Source records:
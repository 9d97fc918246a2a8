//! World ↔ minimap coordinate transforms.
//!
//! The minimap is a fixed-size panel anchored to the bottom-right corner of
//! the canvas. World Y grows upward while panel Y grows downward, so the Y
//! axis is inverted in every transform here. Nothing is clamped: points
//! outside the map bounds project outside the panel.

use bevy::math::DVec2;
use bevy::prelude::Resource;
use serde::{Deserialize, Serialize};

/// Default minimap panel width in pixels.
pub const MINIMAP_WIDTH: f64 = 200.0;
/// Default minimap panel height in pixels.
pub const MINIMAP_HEIGHT: f64 = 200.0;
/// Gap between the panel and the canvas edges.
pub const MINIMAP_PADDING: f64 = 12.0;
/// Default world bounds, in meters.
pub const MAP_MIN: f64 = -500.0;
pub const MAP_MAX: f64 = 500.0;

/// Width/height pair in pixels.
#[derive(Debug, Clone, Copy, PartialEq, Serialize, Deserialize)]
pub struct PixelExtent {
    pub width: f64,
    pub height: f64,
}

impl PixelExtent {
    pub const fn new(width: f64, height: f64) -> Self {
        Self { width, height }
    }
}

/// Square world extent `[min, max]` on both axes. `max - min` must be non-zero.
#[derive(Debug, Clone, Copy, PartialEq, Serialize, Deserialize)]
pub struct MapBounds {
    pub min: f64,
    pub max: f64,
}

impl MapBounds {
    pub const fn new(min: f64, max: f64) -> Self {
        Self { min, max }
    }

    #[inline]
    pub fn span(&self) -> f64 {
        self.max - self.min
    }

    pub fn center(&self) -> f64 {
        (self.min + self.max) / 2.0
    }
}

impl Default for MapBounds {
    fn default() -> Self {
        Self::new(MAP_MIN, MAP_MAX)
    }
}

/// Project a world point into panel pixels.
pub fn world_to_minimap(world: DVec2, panel: PixelExtent, bounds: MapBounds) -> DVec2 {
    let span = bounds.span();
    DVec2::new(
        (world.x - bounds.min) / span * panel.width,
        (bounds.max - world.y) / span * panel.height,
    )
}

/// Exact inverse of [`world_to_minimap`].
pub fn minimap_to_world(local: DVec2, panel: PixelExtent, bounds: MapBounds) -> DVec2 {
    let span = bounds.span();
    DVec2::new(
        bounds.min + local.x / panel.width * span,
        bounds.max - local.y / panel.height * span,
    )
}

/// Main camera snapshot: world-space center and zoom factor.
#[derive(Resource, Debug, Clone, Copy, PartialEq, Serialize, Deserialize)]
pub struct CameraState {
    pub x: f64,
    pub y: f64,
    pub zoom: f64,
}

impl Default for CameraState {
    fn default() -> Self {
        Self {
            x: 0.0,
            y: 0.0,
            zoom: 1.0,
        }
    }
}

impl CameraState {
    pub fn new(x: f64, y: f64, zoom: f64) -> Self {
        Self { x, y, zoom }
    }

    pub fn center(&self) -> DVec2 {
        DVec2::new(self.x, self.y)
    }

    /// Half of the visible world extent for a canvas of the given size.
    pub fn half_extent(&self, canvas: PixelExtent) -> DVec2 {
        DVec2::new(
            canvas.width / self.zoom / 2.0,
            canvas.height / self.zoom / 2.0,
        )
    }
}

/// Axis-aligned rectangle in panel pixels.
#[derive(Debug, Clone, Copy, PartialEq, Serialize)]
pub struct MinimapRect {
    pub x: f64,
    pub y: f64,
    pub w: f64,
    pub h: f64,
}

/// The main viewport's visible world extent, projected onto the minimap panel.
pub fn viewport_rect(
    camera: &CameraState,
    canvas: PixelExtent,
    panel: PixelExtent,
    bounds: MapBounds,
) -> MinimapRect {
    let half = camera.half_extent(canvas);
    let center = camera.center();
    let top_left = world_to_minimap(
        DVec2::new(center.x - half.x, center.y + half.y),
        panel,
        bounds,
    );
    let bottom_right = world_to_minimap(
        DVec2::new(center.x + half.x, center.y - half.y),
        panel,
        bounds,
    );
    MinimapRect {
        x: top_left.x,
        y: top_left.y,
        w: bottom_right.x - top_left.x,
        h: bottom_right.y - top_left.y,
    }
}

/// Size and placement of the minimap panel plus the world extent it shows.
#[derive(Debug, Clone, Copy, PartialEq, Serialize, Deserialize)]
#[serde(default)]
pub struct MinimapGeometry {
    pub width: f64,
    pub height: f64,
    pub padding: f64,
    pub map_min: f64,
    pub map_max: f64,
}

impl Default for MinimapGeometry {
    fn default() -> Self {
        Self {
            width: MINIMAP_WIDTH,
            height: MINIMAP_HEIGHT,
            padding: MINIMAP_PADDING,
            map_min: MAP_MIN,
            map_max: MAP_MAX,
        }
    }
}

impl MinimapGeometry {
    pub fn with_bounds(mut self, bounds: MapBounds) -> Self {
        self.map_min = bounds.min;
        self.map_max = bounds.max;
        self
    }

    pub fn panel(&self) -> PixelExtent {
        PixelExtent::new(self.width, self.height)
    }

    pub fn bounds(&self) -> MapBounds {
        MapBounds::new(self.map_min, self.map_max)
    }

    /// Top-left corner of the panel on a canvas of the given size.
    pub fn origin(&self, canvas: PixelExtent) -> DVec2 {
        DVec2::new(
            canvas.width - self.width - self.padding,
            canvas.height - self.height - self.padding,
        )
    }

    /// Edges count as inside.
    pub fn contains(&self, screen: DVec2, canvas: PixelExtent) -> bool {
        let origin = self.origin(canvas);
        screen.x >= origin.x
            && screen.x <= origin.x + self.width
            && screen.y >= origin.y
            && screen.y <= origin.y + self.height
    }

    /// World position under a screen click, or `None` when the click misses the panel.
    pub fn hit_test(&self, screen: DVec2, canvas: PixelExtent) -> Option<DVec2> {
        if !self.contains(screen, canvas) {
            return None;
        }
        let local = screen - self.origin(canvas);
        Some(minimap_to_world(local, self.panel(), self.bounds()))
    }

    /// Screen position of a world point on the minimap panel.
    pub fn world_to_screen(&self, world: DVec2, canvas: PixelExtent) -> DVec2 {
        self.origin(canvas) + world_to_minimap(world, self.panel(), self.bounds())
    }

    pub fn viewport_rect(&self, camera: &CameraState, canvas: PixelExtent) -> MinimapRect {
        viewport_rect(camera, canvas, self.panel(), self.bounds())
    }
}

/// Minimap hit test with the default panel size and padding.
pub fn hit_test(screen: DVec2, canvas: PixelExtent, bounds: MapBounds) -> Option<DVec2> {
    MinimapGeometry::default()
        .with_bounds(bounds)
        .hit_test(screen, canvas)
}

#[cfg(test)]
mod tests {
    use super::*;

    const EPS: f64 = 1e-9;
    const PANEL: PixelExtent = PixelExtent::new(200.0, 200.0);
    const CANVAS: PixelExtent = PixelExtent::new(1280.0, 720.0);

    fn assert_close(actual: DVec2, expected: DVec2) {
        assert!(
            (actual - expected).length() < EPS,
            "expected {expected:?}, got {actual:?}"
        );
    }

    #[test]
    fn corners_and_center_map_with_inverted_y() {
        let bounds = MapBounds::new(-500.0, 500.0);
        let cases = [
            ((-500.0, 500.0), (0.0, 0.0)),
            ((500.0, 500.0), (200.0, 0.0)),
            ((-500.0, -500.0), (0.0, 200.0)),
            ((500.0, -500.0), (200.0, 200.0)),
            ((0.0, 0.0), (100.0, 100.0)),
        ];
        for ((wx, wy), (px, py)) in cases {
            assert_close(
                world_to_minimap(DVec2::new(wx, wy), PANEL, bounds),
                DVec2::new(px, py),
            );
        }
    }

    #[test]
    fn asymmetric_bounds_are_honoured() {
        let bounds = MapBounds::new(0.0, 100.0);
        let panel = PixelExtent::new(300.0, 150.0);
        assert_close(
            world_to_minimap(DVec2::new(0.0, 100.0), panel, bounds),
            DVec2::ZERO,
        );
        assert_close(
            world_to_minimap(DVec2::new(50.0, 50.0), panel, bounds),
            DVec2::new(150.0, 75.0),
        );
        assert_close(
            world_to_minimap(DVec2::new(100.0, 0.0), panel, bounds),
            DVec2::new(300.0, 150.0),
        );
    }

    #[test]
    fn out_of_bounds_points_are_not_clamped() {
        let bounds = MapBounds::new(-500.0, 500.0);
        let projected = world_to_minimap(DVec2::new(1000.0, -1000.0), PANEL, bounds);
        assert!(projected.x > PANEL.width);
        assert!(projected.y > PANEL.height);
    }

    #[test]
    fn inverse_recovers_world_point() {
        let bounds = MapBounds::new(-120.0, 380.0);
        for world in [
            DVec2::new(0.0, 0.0),
            DVec2::new(-120.0, 380.0),
            DVec2::new(17.25, -3.5),
            DVec2::new(999.0, -999.0),
        ] {
            let local = world_to_minimap(world, PANEL, bounds);
            let back = minimap_to_world(local, PANEL, bounds);
            assert!((back - world).length() < 1e-6);
        }
    }

    #[test]
    fn viewport_rect_centered_camera() {
        let camera = CameraState::new(0.0, 0.0, 1.0);
        let rect = viewport_rect(&camera, CANVAS, PANEL, MapBounds::default());
        // 1280 x 720 world meters on a 1000 m map at 0.2 px/m.
        assert!((rect.w - 256.0).abs() < EPS);
        assert!((rect.h - 144.0).abs() < EPS);
        assert!((rect.x - (100.0 - 128.0)).abs() < EPS);
        assert!((rect.y - (100.0 - 72.0)).abs() < EPS);
    }

    #[test]
    fn doubling_zoom_halves_rect() {
        let bounds = MapBounds::default();
        let base = viewport_rect(&CameraState::new(10.0, -20.0, 2.0), CANVAS, PANEL, bounds);
        let zoomed = viewport_rect(&CameraState::new(10.0, -20.0, 4.0), CANVAS, PANEL, bounds);
        assert!((zoomed.w - base.w * 0.5).abs() < EPS);
        assert!((zoomed.h - base.h * 0.5).abs() < EPS);

        let wide = viewport_rect(&CameraState::new(10.0, -20.0, 1.0), CANVAS, PANEL, bounds);
        assert!(wide.w > base.w && wide.h > base.h);
    }

    #[test]
    fn panning_translates_without_resizing() {
        let bounds = MapBounds::default();
        let before = viewport_rect(&CameraState::new(0.0, 0.0, 3.0), CANVAS, PANEL, bounds);
        let after = viewport_rect(&CameraState::new(50.0, 25.0, 3.0), CANVAS, PANEL, bounds);
        assert!((after.x - before.x - 10.0).abs() < EPS);
        assert!((after.y - before.y + 5.0).abs() < EPS);
        assert!((after.w - before.w).abs() < EPS);
        assert!((after.h - before.h).abs() < EPS);
    }

    #[test]
    fn rect_stays_positive_at_extreme_zoom() {
        for zoom in [0.01, 0.5, 1.0, 64.0, 1.0e4] {
            let rect = viewport_rect(
                &CameraState::new(0.0, 0.0, zoom),
                CANVAS,
                PANEL,
                MapBounds::default(),
            );
            assert!(rect.w > 0.0 && rect.h > 0.0, "zoom {zoom}");
        }
    }

    #[test]
    fn panel_anchors_bottom_right() {
        let geometry = MinimapGeometry::default();
        assert_close(geometry.origin(CANVAS), DVec2::new(1068.0, 508.0));
    }

    #[test]
    fn hit_test_edges_are_inclusive() {
        let geometry = MinimapGeometry::default();
        let origin = geometry.origin(CANVAS);
        let far = origin + DVec2::new(geometry.width, geometry.height);

        for inside in [origin, far, DVec2::new(origin.x, far.y), DVec2::new(far.x, origin.y)] {
            assert!(geometry.hit_test(inside, CANVAS).is_some(), "{inside:?}");
        }

        let mid = (origin + far) / 2.0;
        for outside in [
            DVec2::new(origin.x - 1.0, mid.y),
            DVec2::new(far.x + 1.0, mid.y),
            DVec2::new(mid.x, origin.y - 1.0),
            DVec2::new(mid.x, far.y + 1.0),
        ] {
            assert!(geometry.hit_test(outside, CANVAS).is_none(), "{outside:?}");
        }
    }

    #[test]
    fn hit_test_round_trips_projection() {
        let geometry = MinimapGeometry::default().with_bounds(MapBounds::new(0.0, 100.0));
        for world in [
            DVec2::new(0.0, 0.0),
            DVec2::new(100.0, 100.0),
            DVec2::new(33.3, 71.2),
        ] {
            let screen = geometry.world_to_screen(world, CANVAS);
            let back = geometry.hit_test(screen, CANVAS).expect("inside panel");
            assert!((back - world).length() < 1e-6);
        }
    }

    #[test]
    fn free_hit_test_uses_default_panel() {
        let screen = DVec2::new(1068.0 + 100.0, 508.0 + 100.0);
        let world = hit_test(screen, CANVAS, MapBounds::default()).unwrap();
        assert_close(world, DVec2::ZERO);
        assert!(hit_test(DVec2::new(10.0, 10.0), CANVAS, MapBounds::default()).is_none());
    }
}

▶ [Required work]
Whenever the word "contains" shows up in a line of the entries, copy that line.

▶ [Answer to this exercise]
    pub fn contains(&self, screen: DVec2, canvas: PixelExtent) -> bool {
        if !self.contains(screen, canvas) {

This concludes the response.